Risk on the Table: Food Production, Health, and the Environment
Round-table discussion marking the paperback launch of Risk on the Table: Food Production, Health, and the Environment, edited by Angela Creager (Princeton University, 2024-2025 Research Fellow at the Paris IAS) and Jean-Paul Gaudillière (Inserm & EHESS).
Online only.
Register with the form at the bottom of the page in order to receive the connection link. The connection link will be sent to you 48 hours before the event.
Presentation
Over the last century, the industrialization of agriculture and processing technologies have made food abundant and relatively inexpensive for much of the world’s population. Simultaneously, pesticides, nitrates, and other technological innovations intended to improve the food supply’s productivity and safety have generated new, often poorly understood risks for consumers and the environment. From the proliferation of synthetic additives to the threat posed by antibiotic-resistant bacteria, the chapters in Risk on the Table zero in on key historical cases in North America and Europe that illuminate the history of food safety, highlighting the powerful tensions that exists among scientific understandings of risk, policymakers’ decisions, and cultural notions of “pure” food.

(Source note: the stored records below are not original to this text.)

//! HTTP client for the pub.dev API and website
//!
//! Every operation is a single GET. There is no retry and no cache; failures
//! are classified as "not found" or passed through as network/HTTP errors.

use std::time::Duration;
use reqwest::{header, Client, ClientBuilder, StatusCode};
use serde::de::DeserializeOwned;
use tracing::{debug, warn};

use pubdev_config::Settings;
use pubdev_core::error::PubError;
use pubdev_core::utils::validate_package_name;
use crate::api::{PackageResponse, ScoreResponse, SearchResponse};
use crate::RegistryResult;

/// Main HTTP client for pub.dev operations
#[derive(Debug, Clone)]
pub struct RegistryClient {
    /// Underlying HTTP client with connection pooling
    client: Client,
    /// JSON API root, e.g. `https://pub.dev/api`
    api_base_url: String,
    /// Website root, e.g. `https://pub.dev`
    site_base_url: String,
}

impl RegistryClient {
    /// Create a client against the public pub.dev endpoints
    pub fn new() -> RegistryResult<Self> {
        Self::from_settings(&Settings::default())
    }

    /// Create a client from resolved settings
    pub fn from_settings(settings: &Settings) -> RegistryResult<Self> {
        let client = ClientBuilder::new()
            .pool_idle_timeout(Duration::from_secs(90))
            .timeout(Duration::from_secs(settings.timeout_secs))
            .gzip(true)
            .user_agent(settings.user_agent.clone())
            .build()
            .map_err(|e| PubError::network("Failed to create HTTP client".to_string(), e))?;

        Ok(Self {
            client,
            api_base_url: settings.api_base_url.trim_end_matches('/').to_string(),
            site_base_url: settings.site_base_url.trim_end_matches('/').to_string(),
        })
    }

    /// Website root used for human-facing links
    pub fn site_base_url(&self) -> &str {
        &self.site_base_url
    }

    /// Fetch package metadata (latest version and version list)
    pub async fn fetch_package(&self, package_name: &str) -> RegistryResult<PackageResponse> {
        let name = validate_package_name(package_name)?;
        let url = format!("{}/packages/{}", self.api_base_url, name);
        self.get_json(&url, &[], Some(name)).await
    }

    /// Fetch pub points, likes and popularity for a package
    pub async fn fetch_score(&self, package_name: &str) -> RegistryResult<ScoreResponse> {
        let name = validate_package_name(package_name)?;
        let url = format!("{}/packages/{}/score", self.api_base_url, name);
        self.get_json(&url, &[], Some(name)).await
    }

    /// Full-text package search
    pub async fn search(&self, query: &str, page: u32) -> RegistryResult<SearchResponse> {
        let query = query.trim();
        if query.is_empty() {
            return Err(PubError::invalid_argument("query", "must not be empty"));
        }

        let url = format!("{}/search", self.api_base_url);
        let params = [("q", query.to_string()), ("page", page.max(1).to_string())];
        self.get_json(&url, &params, None).await
    }

    /// Packages ordered by popularity
    pub async fn search_popular(&self, page: u32) -> RegistryResult<SearchResponse> {
        let url = format!("{}/search", self.api_base_url);
        let params = [
            ("sort", "popularity".to_string()),
            ("page", page.max(1).to_string()),
        ];
        self.get_json(&url, &params, None).await
    }

    /// Fetch the package's HTML page, optionally for one version.
    ///
    /// Any non-success status yields `Ok(None)`; only transport failures are errors.
    pub async fn fetch_package_page(
        &self,
        package_name: &str,
        version: Option<&str>,
    ) -> RegistryResult<Option<String>> {
        let name = validate_package_name(package_name)?;
        let url = match version {
            Some(version) => format!(
                "{}/packages/{}/versions/{}",
                self.site_base_url,
                name,
                validate_version(version)?
            ),
            None => format!("{}/packages/{}", self.site_base_url, name),
        };

        debug!(url = %url, "GET package page");
        let response = self
            .client
            .get(&url)
            .header(header::ACCEPT, "text/html")
            .send()
            .await
            .map_err(|e| PubError::network(format!("GET {} failed: {}", url, e), e))?;

        if !response.status().is_success() {
            warn!(url = %url, status = %response.status(), "package page unavailable");
            return Ok(None);
        }

        let body = response
            .text()
            .await
            .map_err(|e| PubError::network(format!("Failed to read {}: {}", url, e), e))?;
        Ok(Some(body))
    }

    /// GET `url` and decode a JSON body.
    ///
    /// `package` names the package a 404 refers to; without it a 404 is a plain HTTP error.
    async fn get_json<T>(
        &self,
        url: &str,
        query: &[(&str, String)],
        package: Option<&str>,
    ) -> RegistryResult<T>
    where
        T: DeserializeOwned,
    {
        debug!(url = %url, ?query, "GET");
        let response = self
            .client
            .get(url)
            .query(query)
            .header(header::ACCEPT, "application/json")
            .send()
            .await
            .map_err(|e| PubError::network(format!("GET {} failed: {}", url, e), e))?;

        match (response.status(), package) {
            (StatusCode::OK, _) => {
                let body = response
                    .text()
                    .await
                    .map_err(|e| PubError::network(format!("Failed to read {}: {}", url, e), e))?;
                serde_json::from_str(&body).map_err(|e| PubError::Decode {
                    url: url.to_string(),
                    message: e.to_string(),
                })
            },
            (StatusCode::NOT_FOUND, Some(name)) => Err(PubError::PackageNotFound {
                name: name.to_string(),
            }),
            (status, _) => {
                warn!(url = %url, status = %status, "registry request failed");
                Err(PubError::Http {
                    status: status.as_u16(),
                    url: url.to_string(),
                })
            },
        }
    }
}

/// Versions only ever contain semver characters; reject anything that could alter the path
fn validate_version(version: &str) -> RegistryResult<&str> {
    let version = version.trim();
    let well_formed = !version.is_empty()
        && version
            .chars()
            .all(|c| c.is_ascii_alphanumeric() || matches!(c, '.' | '-' | '+'));

    if well_formed {
        Ok(version)
    } else {
        Err(PubError::invalid_argument(
            "version",
            format!("'{}' is not a valid version", version),
        ))
    }
}
//! Package name validation.
//!
//! Dart package names are lowercase identifiers: `[a-z0-9_]`, not starting
//! with a digit. Anything else cannot exist on pub.dev, so it is rejected
//! before a request is made and never reaches a URL path.

use crate::error::{PubError, PubResult};

/// Longest name pub.dev accepts
const MAX_NAME_LEN: usize = 64;

/// Check if a string is a well-formed Dart package name
pub fn is_valid_package_name(name: &str) -> bool {
    if name.is_empty() || name.len() > MAX_NAME_LEN {
        return false;
    }

    let mut chars = name.chars();
    match chars.next() {
        Some(c) if c.is_ascii_lowercase() || c == '_' => {},
        _ => return false,
    }

    chars.all(|c| c.is_ascii_lowercase() || c.is_ascii_digit() || c == '_')
}

/// Validate a package name, returning the trimmed name
pub fn validate_package_name(name: &str) -> PubResult<&str> {
    let trimmed = name.trim();
    if trimmed.is_empty() {
        return Err(PubError::invalid_argument("package_name", "must not be empty"));
    }
    if !is_valid_package_name(trimmed) {
        return Err(PubError::invalid_argument(
            "package_name",
            format!(
                "'{}' is not a valid package name (lowercase letters, digits and '_' only)",
                trimmed
            ),
        ));
    }
    Ok(trimmed)
}

#[cfg(test)]
mod tests {
    use super::*;

    #[test]
    fn test_valid_package_names() {
        assert!(is_valid_package_name("http"));
        assert!(is_valid_package_name("flutter_bloc"));
        assert!(is_valid_package_name("_internal"));
        assert!(is_valid_package_name("web3dart"));

        assert!(!is_valid_package_name(""));
        assert!(!is_valid_package_name("3d"));
        assert!(!is_valid_package_name("Provider"));
        assert!(!is_valid_package_name("my-package"));
        assert!(!is_valid_package_name("../etc/passwd"));
        assert!(!is_valid_package_name("a?b=c"));
    }

    #[test]
    fn test_validate_trims_whitespace() {
        assert_eq!(validate_package_name("  provider \n").unwrap(), "provider");
    }

    #[test]
    fn test_validate_rejects_empty() {
        match validate_package_name("   ") {
            Err(PubError::InvalidArgument { field, .. }) => assert_eq!(field, "package_name"),
            other => panic!("Expected InvalidArgument, got {:?}", other),
        }
    }
}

This panel will use Risk on the Table, which was just published in paperback, as a starting point for a multidisciplinary discussion of the costs and consequences of the reliance on chemical technologies in contemporary food production.
Program
Introduction from the editors, Angela Creager and Jean-Paul Gaudillère.
Jean-Paul Gaudilliere is historian of science and medicine, senior researcher at Inserm and professor at the EHESS. His research explores the relationship between knowledge, practices and politics. He has recently been working on the history of pharmaceuticals on the one hand, the history of international public health on the other hand.
Angela N. H. Creager is a fellow at the Paris Institute for Advanced Study, and the Thomas M. Siebel Professor in the History of Science at Princeton University, where she teaches history of biology and biomedicine. Her current project looks at the development of regulatory testing to identify cancer-causing chemicals, including in food.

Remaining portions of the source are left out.